TASK DESCRIPTION: Look through the records below for the line with "use crate::series::CanonicalSeries;". Return that line and each one after it up to and including the line with "if window == 0", exactly.
╔══
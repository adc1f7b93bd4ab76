//! Built-in indicator implementations provided by the crate.

pub mod crossover;
pub mod presets;
pub mod sma;

pub use crossover::MovingAverageCrossover;
pub use presets::Sma50CrossSma200;
pub use sma::Sma;
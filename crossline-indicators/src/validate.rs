//! Precondition checks shared by every indicator.

use crate::core::{IndicatorError, IndicatorResult};
use crate::series::CanonicalSeries;

/// Validates a canonical series ahead of any calculation.
///
/// Checks, in order: the series is non-empty, its element type is numeric
/// (time-deltas are excluded despite being numeric-like), and every value is
/// finite. The dtype check runs before the finiteness scan so non-numeric
/// series always surface as [`IndicatorError::NonNumericType`].
pub fn validate_series(name: &str, series: &CanonicalSeries) -> IndicatorResult<()> {
    if series.is_empty() {
        return Err(IndicatorError::EmptySeries { name: name.into() });
    }
    if !series.dtype().is_numeric() {
        return Err(IndicatorError::NonNumericType {
            name: name.into(),
            dtype: series.dtype(),
        });
    }
    if let Some(index) = series.values().iter().position(|value| !value.is_finite()) {
        return Err(IndicatorError::NonFiniteValue {
            name: name.into(),
            index,
        });
    }
    Ok(())
}

/// Validates a window parameter against the series it applies to.
///
/// The window must be positive and must not exceed the series length;
/// violating either bound is a constructor-time failure, never a clamp.
pub fn validate_window(series: &CanonicalSeries, window: usize) -> IndicatorResult<()> {
    if window == 0 {
        return Err(IndicatorError::NonPositiveWindow { window: 0 });
    }
    if window > series.len() {
        return Err(IndicatorError::WindowTooLarge {
            window,
            len: series.len(),
        });
    }
    Ok(())
}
╚══
ANSWER SPACE:
use crate::series::CanonicalSeries;

/// Validates a canonical series ahead of any calculation.
///
/// Checks, in order: the series is non-empty, its element type is numeric
/// (time-deltas are excluded despite being numeric-like), and every value is
/// finite. The dtype check runs before the finiteness scan so non-numeric
/// series always surface as [`IndicatorError::NonNumericType`].
pub fn validate_series(name: &str, series: &CanonicalSeries) -> IndicatorResult<()> {
    if series.is_empty() {
        return Err(IndicatorError::EmptySeries { name: name.into() });
    }
    if !series.dtype().is_numeric() {
        return Err(IndicatorError::NonNumericType {
            name: name.into(),
            dtype: series.dtype(),
        });
    }
    if let Some(index) = series.values().iter().position(|value| !value.is_finite()) {
        return Err(IndicatorError::NonFiniteValue {
            name: name.into(),
            index,
        });
    }
    Ok(())
}

/// Validates a window parameter against the series it applies to.
///
/// The window must be positive and must not exceed the series length;
/// violating either bound is a constructor-time failure, never a clamp.
pub fn validate_window(series: &CanonicalSeries, window: usize) -> IndicatorResult<()> {
    if window == 0 {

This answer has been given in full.